DEFICIENCIES A deficiency is an instance of noncompliance with licensing requirements, including applicable statutes, regulations, interim licensing standards, operating standards, and written directives. Applicants/ licensees must be notified in writing of all licensing deficiencies. Deficiencies are listed on the left side of this form, and the applicable licensing requirement upon which the deficiency is identified. There are two types of deficiencies:
  • Type A deficiencies are violations of licensing requirements that, if not corrected, have a direct and immediate risk to the health, safety, or personal rights of persons in care.
  • Type B deficiencies are violations of licensing requirements that, without correction, could become a risk to the health, safety, or personal rights of persons in care, a recordkeeping violation that could impact the care of said persons and/or protection of their resources, or a violation that could impact those services required to meet the needs of persons in care.

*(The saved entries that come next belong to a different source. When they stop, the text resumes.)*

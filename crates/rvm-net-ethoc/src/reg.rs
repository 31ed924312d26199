//! Register map of the MAC: word offsets, MODER bits, interrupt lines and
//! MII command/status bits.

use bitflags::bitflags;

pub const MODER: u64 = 0x00;
pub const INT_SRC: u64 = 0x04;
pub const INT_MASK: u64 = 0x08;
pub const IPGT: u64 = 0x0C;
pub const IPGR1: u64 = 0x10;
pub const IPGR2: u64 = 0x14;
pub const PACKETLEN: u64 = 0x18;
pub const COLLCONF: u64 = 0x1C;
pub const TX_BD_NUM: u64 = 0x20;
pub const CTRLMODER: u64 = 0x24;
pub const MIIMODER: u64 = 0x28;
pub const MIICOMMAND: u64 = 0x2C;
pub const MIIADDRESS: u64 = 0x30;
pub const MIITX_DATA: u64 = 0x34;
pub const MIIRX_DATA: u64 = 0x38;
pub const MIISTATUS: u64 = 0x3C;
pub const MAC_ADDR0: u64 = 0x40;
pub const MAC_ADDR1: u64 = 0x44;
pub const HASH0: u64 = 0x48;
pub const HASH1: u64 = 0x4C;
pub const TXCTRL: u64 = 0x50;

bitflags! {
    /// MODER mode register.
    #[derive(Debug, Clone, Copy, PartialEq, Eq)]
    pub struct Moder: u32 {
        const RXEN = 1 << 0;
        const TXEN = 1 << 1;
        const NOPRE = 1 << 2;
        const BRO = 1 << 3;
        const IAM = 1 << 4;
        const PRO = 1 << 5;
        const IFG = 1 << 6;
        const LOOPBCK = 1 << 7;
        const NOBCKOF = 1 << 8;
        const EXDFREN = 1 << 9;
        const FULLD = 1 << 10;
        const RST = 1 << 11;
        const DLYCRCEN = 1 << 12;
        const CRCEN = 1 << 13;
        const HUGEN = 1 << 14;
        const PAD = 1 << 15;
        const RECSMALL = 1 << 16;
    }
}

bitflags! {
    /// CTRLMODER control-frame register.
    #[derive(Debug, Clone, Copy, PartialEq, Eq)]
    pub struct CtrlModer: u32 {
        const PASSALL = 1 << 0;
        const RXFLOW = 1 << 1;
        const TXFLOW = 1 << 2;
    }
}

/// Interrupt source lines (bit numbers in INT_SRC/INT_MASK).
pub const INT_TXB: u32 = 0;
pub const INT_TXE: u32 = 1;
pub const INT_RXB: u32 = 2;
pub const INT_RXE: u32 = 3;
pub const INT_BUSY: u32 = 4;
pub const INT_TXC: u32 = 5;
pub const INT_RXC: u32 = 6;

/// MIICOMMAND bits. Reads of the register return 0.
pub const MIICOMMAND_SCANSTAT: u32 = 1 << 0;
pub const MIICOMMAND_RSTAT: u32 = 1 << 1;
pub const MIICOMMAND_WCTRLDATA: u32 = 1 << 2;

/// MIIMODER: clock divider in the low byte.
pub const MIIMODER_NOPRE: u32 = 1 << 8;
pub const MIIMODER_RST: u32 = 1 << 9;

/// MIISTATUS bits.
pub const MIISTATUS_LINKFAIL: u32 = 1 << 0;
pub const MIISTATUS_BUSY: u32 = 1 << 1;
pub const MIISTATUS_NVALID: u32 = 1 << 2;

/// TXCTRL: transmit-pause request.
pub const TXCTRL_TXPAUSERQ: u32 = 1 << 16;
//! OpenCores-compatible Ethernet MAC.
//!
//! The guest drives a register bank and a 128-entry buffer-descriptor ring
//! through a 2 KiB MMIO window; a background thread moves frames between the
//! descriptor ring and a host [`rvm_net_backend::Tap`], DMA-ing payloads
//! through guest RAM and raising interrupts over a PLIC line.

pub mod bd;
mod device;
mod mdio;
pub mod reg;

pub use bd::BufferDesc;
pub use device::{EthOcDevice, BD_BASE, BD_COUNT, ETHOC_MMIO_SIZE};
pub use mdio::{MII_BMCR, MII_BMSR, MII_PHYIDR1, MII_PHYIDR2};
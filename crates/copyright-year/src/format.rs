use crate::options::FormatOptions;

/// Formats the bare year.
#[must_use]
pub fn format_year(current_year: i32) -> String {
    current_year.to_string()
}

/// Formats `"{start}-{current}"` when the start year precedes the current one,
/// and just the current year otherwise.
#[must_use]
pub fn format_year_range(start_year: Option<i32>, current_year: i32) -> String {
    match start_year {
        Some(start_year) if start_year < current_year => format!("{start_year}-{current_year}"),
        _ => format_year(current_year),
    }
}

/// Formats a copyright notice for the given year.
///
/// Prefix, year and name are joined with the separator; empty or missing
/// parts are skipped.
#[must_use]
pub fn format_copyright(options: &FormatOptions, current_year: i32) -> String {
    let year = format_year_range(options.start_year, current_year);
    [
        Some(options.prefix.as_str()),
        Some(year.as_str()),
        options.name.as_deref(),
    ]
    .into_iter()
    .flatten()
    .filter(|part| !part.is_empty())
    .collect::<Vec<_>>()
    .join(options.separator.as_str())
}
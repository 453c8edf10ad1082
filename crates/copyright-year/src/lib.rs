//! Current year and copyright notice formatting.
//!
//! The formatter is pure: it takes the year as an argument. [`current_year`]
//! reads it from the system clock, and the [`Year`] and [`Copyright`] wrappers
//! put the result into a markup [`Element`].

mod clock;
mod format;
mod markup;
mod options;

pub use crate::clock::current_year;
pub use crate::format::{format_copyright, format_year, format_year_range};
pub use crate::markup::{
    Copyright, Element, InvalidStyleError, Style, Tag, UnknownTagError, Year,
};
pub use crate::options::FormatOptions;
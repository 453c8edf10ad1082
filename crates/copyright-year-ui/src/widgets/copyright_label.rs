use eframe::egui::{Color32, Label, Response, RichText, Ui, Widget};

use copyright_year::{Element, Style, Tag};

use crate::stylesheet::Stylesheet;

const HEADING_SIZES: [f32; 6] = [32.0, 26.0, 22.0, 18.0, 16.0, 14.0];

/// Shows an [`Element`] as a label, styled by its tag, class and inline
/// style.
pub struct CopyrightLabel<'a> {
    element: &'a Element,
    stylesheet: Option<&'a Stylesheet>,
}

impl<'a> CopyrightLabel<'a> {
    #[must_use]
    pub fn new(element: &'a Element) -> Self {
        Self {
            element,
            stylesheet: None,
        }
    }

    #[must_use]
    pub fn with_stylesheet(mut self, stylesheet: &'a Stylesheet) -> Self {
        self.stylesheet = Some(stylesheet);
        self
    }

    fn text_format(&self) -> TextFormat {
        let style = match self.stylesheet {
            Some(stylesheet) => {
                stylesheet.resolve(self.element.class.as_deref(), &self.element.style)
            }
            None => self.element.style.clone(),
        };
        TextFormat::new(self.element.tag, &style)
    }
}

impl Widget for CopyrightLabel<'_> {
    fn ui(self, ui: &mut Ui) -> Response {
        let text = self.text_format().apply(RichText::new(&self.element.text));
        ui.add(Label::new(text))
    }
}

/// Text properties the label understands.
#[allow(clippy::struct_excessive_bools)]
#[derive(Debug, Clone, Copy, Default, PartialEq)]
struct TextFormat {
    heading: bool,
    small: bool,
    size: Option<f32>,
    color: Option<Color32>,
    background: Option<Color32>,
    strong: bool,
    italics: bool,
    underline: bool,
    strikethrough: bool,
    monospace: bool,
}

impl TextFormat {
    fn new(tag: Tag, style: &Style) -> Self {
        let mut format = TextFormat::default();
        match tag {
            Tag::Small => format.small = true,
            Tag::Strong => format.strong = true,
            Tag::Em => format.italics = true,
            tag => {
                if let Some(level) = tag.heading_level() {
                    format.heading = true;
                    format.size = Some(HEADING_SIZES[usize::from(level - 1)]);
                }
            }
        }

        for (property, value) in style.iter() {
            match property {
                "color" => format.color = parse_color(value),
                "background-color" | "background" => format.background = parse_color(value),
                "font-size" => format.size = parse_size(value).or(format.size),
                "font-weight" => format.strong = is_bold(value),
                "font-style" => format.italics = value.eq_ignore_ascii_case("italic"),
                "font-family" => format.monospace = value.eq_ignore_ascii_case("monospace"),
                "text-decoration" => {
                    for decoration in value.split_whitespace() {
                        match decoration.to_ascii_lowercase().as_str() {
                            "underline" => format.underline = true,
                            "line-through" => format.strikethrough = true,
                            "none" => {
                                format.underline = false;
                                format.strikethrough = false;
                            }
                            _ => {}
                        }
                    }
                }
                _ => tracing::trace!(property, value, "unsupported style property"),
            }
        }
        format
    }

    fn apply(self, mut text: RichText) -> RichText {
        if self.heading {
            text = text.heading();
        }
        if self.small {
            text = text.small();
        }
        if self.monospace {
            text = text.monospace();
        }
        if let Some(size) = self.size {
            text = text.size(size);
        }
        if let Some(color) = self.color {
            text = text.color(color);
        }
        if let Some(background) = self.background {
            text = text.background_color(background);
        }
        if self.strong {
            text = text.strong();
        }
        if self.italics {
            text = text.italics();
        }
        if self.underline {
            text = text.underline();
        }
        if self.strikethrough {
            text = text.strikethrough();
        }
        text
    }
}

fn parse_color(value: &str) -> Option<Color32> {
    let value = value.trim();
    if value.starts_with('#') {
        return Color32::from_hex(value).ok();
    }
    match value.to_ascii_lowercase().as_str() {
        "black" => Some(Color32::BLACK),
        "white" => Some(Color32::WHITE),
        "gray" | "grey" => Some(Color32::GRAY),
        "red" => Some(Color32::RED),
        "green" => Some(Color32::GREEN),
        "blue" => Some(Color32::BLUE),
        "yellow" => Some(Color32::YELLOW),
        "transparent" => Some(Color32::TRANSPARENT),
        _ => None,
    }
}

fn parse_size(value: &str) -> Option<f32> {
    let value = value.trim();
    value
        .strip_suffix("px")
        .unwrap_or(value)
        .trim()
        .parse::<f32>()
        .ok()
        .filter(|size| size.is_finite() && *size > 0.0)
}

fn is_bold(value: &str) -> bool {
    match value.trim().to_ascii_lowercase().as_str() {
        "bold" | "bolder" => true,
        weight => weight.parse::<u16>().is_ok_and(|weight| weight >= 600),
    }
}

PLANS OF CORRECTION (POCs) The licensing agency is required to establish a reasonable length of time to correct a deficiency. In order to set the time, the licensing agency must take into consideration the seriousness of the violation, the number of persons in care involved, and the availability of equipment and personnel necessary to correct the violation. Applicants/licensees are requested to provide a specific plan for each violation on the right side of the form across from each deficiency. The more specific the plan, the less chance exists for any misunderstanding in setting time limits and reviewing corrections. The applicant/licensee who encounters problems beyond their control in completing the corrections within the specified time frame may request and may be granted an extension of the correction due date by the licensing agency.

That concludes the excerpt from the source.